Saved data entries:
//! Page configuration
//!
//! Every section has defaults matching the live page, so an empty JSON
//! object is a valid configuration.

use chrono::{NaiveDate, NaiveDateTime};
use serde::{Deserialize, Serialize};
use thiserror::Error;
use url::Url;

use crate::math::Size;
use crate::particles::ExpansionParams;

/// Invalid configuration
#[derive(Debug, Error)]
pub enum ConfigError {
    #[error("config is not valid JSON: {0}")]
    Parse(#[from] serde_json::Error),

    #[error("{field} is not a valid URL: {source}")]
    InvalidUrl {
        field: &'static str,
        #[source]
        source: url::ParseError,
    },

    #[error("{field}: {reason}")]
    Invalid { field: &'static str, reason: String },
}

fn invalid(field: &'static str, reason: impl Into<String>) -> ConfigError {
    ConfigError::Invalid {
        field,
        reason: reason.into(),
    }
}

fn check_url(field: &'static str, value: &str) -> Result<(), ConfigError> {
    Url::parse(value)
        .map(|_| ())
        .map_err(|source| ConfigError::InvalidUrl { field, source })
}

#[derive(Clone, Debug, PartialEq, Serialize, Deserialize)]
#[serde(default, rename_all = "camelCase")]
pub struct MaintenanceSettings {
    /// End of maintenance, interpreted as UTC
    pub target_date: NaiveDateTime,
    pub progress_update_interval_ms: f64,
    pub progress_initial_min: f32,
    pub progress_initial_max: f32,
}

impl Default for MaintenanceSettings {
    fn default() -> Self {
        Self {
            target_date: NaiveDate::from_ymd_opt(2025, 8, 15)
                .and_then(|d| d.and_hms_opt(0, 0, 0))
                .unwrap_or_default(),
            progress_update_interval_ms: 800.0,
            progress_initial_min: 15.0,
            progress_initial_max: 45.0,
        }
    }
}

#[derive(Clone, Debug, PartialEq, Serialize, Deserialize)]
#[serde(default, rename_all = "camelCase")]
pub struct StreamSettings {
    /// 80 kbps radio stream
    pub radio_high: String,
    /// 40 kbps radio stream
    pub radio_low: String,
    pub radio_label: String,
    pub video: String,
    pub video_label: String,
    pub max_retries: u32,
    pub unmute_delay_ms: f64,
    /// Starting volume of stream panels, `0..=1`
    pub initial_volume: f32,
}

impl Default for StreamSettings {
    fn default() -> Self {
        Self {
            radio_high: "https://streaming-live.rtp.pt/liveradio/antena380a/chunklist_DVR.m3u8".to_string(),
            radio_low: "https://streaming-live.rtp.pt/liveradio/antena340a/chunklist_DVR.m3u8".to_string(),
            radio_label: "Antena 3".to_string(),
            video: "https://m1b2.worldcast.tv/dancetelevisionone/2/dancetelevisionone.m3u8".to_string(),
            video_label: "Dance Television".to_string(),
            max_retries: 3,
            unmute_delay_ms: 500.0,
            initial_volume: 0.8,
        }
    }
}

#[derive(Clone, Debug, PartialEq, Eq, Serialize, Deserialize)]
#[serde(default, rename_all = "camelCase")]
pub struct FeedSettings {
    /// RSS-to-JSON proxy; the feed URL is passed as `rss_url`
    pub proxy: String,
    pub feed_url: String,
}

impl Default for FeedSettings {
    fn default() -> Self {
        Self {
            proxy: "https://api.rss2json.com/v1/api.json".to_string(),
            feed_url: "https://www.noticiasaominuto.com/rss/ultima-hora".to_string(),
        }
    }
}

#[derive(Clone, Debug, PartialEq, Serialize, Deserialize)]
#[serde(default, rename_all = "camelCase")]
pub struct FormSettings {
    pub endpoint: String,
    /// Public form access key; submissions are refused while empty
    pub access_key: String,
    pub turnstile_site_key: String,
    pub hcaptcha_site_key: Option<String>,
    pub send_delay_ms: f64,
}

impl Default for FormSettings {
    fn default() -> Self {
        Self {
            endpoint: "https://api.web3forms.com/submit".to_string(),
            access_key: String::new(),
            turnstile_site_key: "0x4AAAAAABoph6l8jAkFimWx".to_string(),
            hcaptcha_site_key: None,
            send_delay_ms: 1500.0,
        }
    }
}

#[derive(Clone, Debug, PartialEq, Serialize, Deserialize)]
#[serde(default, rename_all = "camelCase")]
pub struct SoundSettings {
    pub start: String,
    pub success: String,
    pub error: String,
    /// Key click while typing in the contact form
    pub typing: String,
    pub volume: f32,
}

impl Default for SoundSettings {
    fn default() -> Self {
        Self {
            start: "https://www.myinstants.com/media/sounds/windows-xp-ding.mp3".to_string(),
            success: "https://www.myinstants.com/media/sounds/windows-xp-shutdown.mp3".to_string(),
            error: "https://www.myinstants.com/media/sounds/windows-xp-error.mp3".to_string(),
            typing: "https://www.myinstants.com/media/sounds/windows-xp-pop.mp3".to_string(),
            volume: 0.3,
        }
    }
}

#[derive(Clone, Debug, PartialEq, Serialize, Deserialize)]
#[serde(default, rename_all = "camelCase")]
pub struct WindowSettings {
    pub min_width: f32,
    pub min_height: f32,
    pub minimize_flash_ms: f64,
    pub primary_minimize_flash_ms: f64,
    /// Pointer-down is ignored this long after a close
    pub close_guard_ms: f64,
    pub mobile_breakpoint: f32,
    /// Page refresh waits this long before reloading
    pub refresh_delay_ms: f64,
}

impl Default for WindowSettings {
    fn default() -> Self {
        Self {
            min_width: 300.0,
            min_height: 200.0,
            minimize_flash_ms: 300.0,
            primary_minimize_flash_ms: 2000.0,
            close_guard_ms: 100.0,
            refresh_delay_ms: 1500.0,
            mobile_breakpoint: 768.0,
        }
    }
}

impl WindowSettings {
    pub fn min_size(&self) -> Size {
        Size::new(self.min_width, self.min_height)
    }
}

/// Complete page configuration
#[derive(Clone, Debug, Default, PartialEq, Serialize, Deserialize)]
#[serde(default, rename_all = "camelCase")]
pub struct PageConfig {
    pub animation: ExpansionParams,
    pub maintenance: MaintenanceSettings,
    pub streams: StreamSettings,
    pub feed: FeedSettings,
    pub form: FormSettings,
    pub sounds: SoundSettings,
    pub window: WindowSettings,
    /// Fixed RNG seed; random when absent
    pub seed: Option<u64>,
}

impl PageConfig {
    /// Parse and validate a JSON configuration
    pub fn from_json(json: &str) -> Result<Self, ConfigError> {
        let config: PageConfig = serde_json::from_str(json)?;
        config.validate()?;
        Ok(config)
    }

    /// Check values serde cannot
    pub fn validate(&self) -> Result<(), ConfigError> {
        let m = &self.maintenance;
        if !(m.progress_update_interval_ms > 0.0) {
            return Err(invalid("maintenance.progressUpdateIntervalMs", "must be positive"));
        }
        if !(0.0..=99.0).contains(&m.progress_initial_min)
            || !(0.0..=99.0).contains(&m.progress_initial_max)
            || m.progress_initial_min > m.progress_initial_max
        {
            return Err(invalid(
                "maintenance.progressInitialMin",
                "initial progress range must lie within 0..=99 with min <= max",
            ));
        }

        check_url("streams.radioHigh", &self.streams.radio_high)?;
        check_url("streams.radioLow", &self.streams.radio_low)?;
        check_url("streams.video", &self.streams.video)?;
        check_url("feed.proxy", &self.feed.proxy)?;
        check_url("feed.feedUrl", &self.feed.feed_url)?;
        check_url("form.endpoint", &self.form.endpoint)?;

        if !(0.0..=1.0).contains(&self.sounds.volume) {
            return Err(invalid("sounds.volume", "must be within 0..=1"));
        }
        if !(0.0..=1.0).contains(&self.streams.initial_volume) {
            return Err(invalid("streams.initialVolume", "must be within 0..=1"));
        }

        let w = &self.window;
        if !(w.min_width > 0.0 && w.min_height > 0.0) {
            return Err(invalid("window.minWidth", "minimum size must be positive"));
        }
        if !(w.mobile_breakpoint >= 0.0) {
            return Err(invalid("window.mobileBreakpoint", "must not be negative"));
        }
        if self.animation.particle_count == 0 {
            return Err(invalid("animation.particleCount", "must be at least 1"));
        }
        Ok(())
    }
}

#[cfg(test)]
mod tests {
    use super::*;

    #[test]
    fn test_empty_object_is_default() {
        let config = PageConfig::from_json("{}").unwrap();
        assert_eq!(config, PageConfig::default());
        assert_eq!(config.streams.max_retries, 3);
        assert!((config.window.minimize_flash_ms - 300.0).abs() < 0.001);
        assert_eq!(config.maintenance.target_date.to_string(), "2025-08-15 00:00:00");
    }

    #[test]
    fn test_partial_override() {
        let config = PageConfig::from_json(
            r#"{"form": {"accessKey": "abc"}, "maintenance": {"targetDate": "2026-01-01T12:00:00"}, "seed": 42}"#,
        )
        .unwrap();
        assert_eq!(config.form.access_key, "abc");
        assert_eq!(config.form.endpoint, "https://api.web3forms.com/submit");
        assert_eq!(config.maintenance.target_date.to_string(), "2026-01-01 12:00:00");
        assert_eq!(config.seed, Some(42));
    }

    #[test]
    fn test_bad_json() {
        assert!(matches!(PageConfig::from_json("{"), Err(ConfigError::Parse(_))));
    }

    #[test]
    fn test_bad_url() {
        let err = PageConfig::from_json(r#"{"feed": {"proxy": "not a url"}}"#).unwrap_err();
        assert!(matches!(err, ConfigError::InvalidUrl { field: "feed.proxy", .. }));
    }

    #[test]
    fn test_bad_progress_range() {
        let err = PageConfig::from_json(r#"{"maintenance": {"progressInitialMin": 50, "progressInitialMax": 10}}"#)
            .unwrap_err();
        assert!(matches!(err, ConfigError::Invalid { .. }));
    }

    #[test]
    fn test_initial_volume_range() {
        assert!((PageConfig::default().streams.initial_volume - 0.8).abs() < 0.001);
        let err = PageConfig::from_json(r#"{"streams": {"initialVolume": 1.5}}"#).unwrap_err();
        assert!(matches!(
            err,
            ConfigError::Invalid {
                field: "streams.initialVolume",
                ..
            }
        ));
    }
}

● **Task statement**: Copy all lines of the preceding data that hold the word "proxy".

● **Your response**:
    /// RSS-to-JSON proxy; the feed URL is passed as `rss_url`
    pub proxy: String,
            proxy: "https://api.rss2json.com/v1/api.json".to_string(),
        check_url("feed.proxy", &self.feed.proxy)?;
        let err = PageConfig::from_json(r#"{"feed": {"proxy": "not a url"}}"#).unwrap_err();
        assert!(matches!(err, ConfigError::InvalidUrl { field: "feed.proxy", .. }));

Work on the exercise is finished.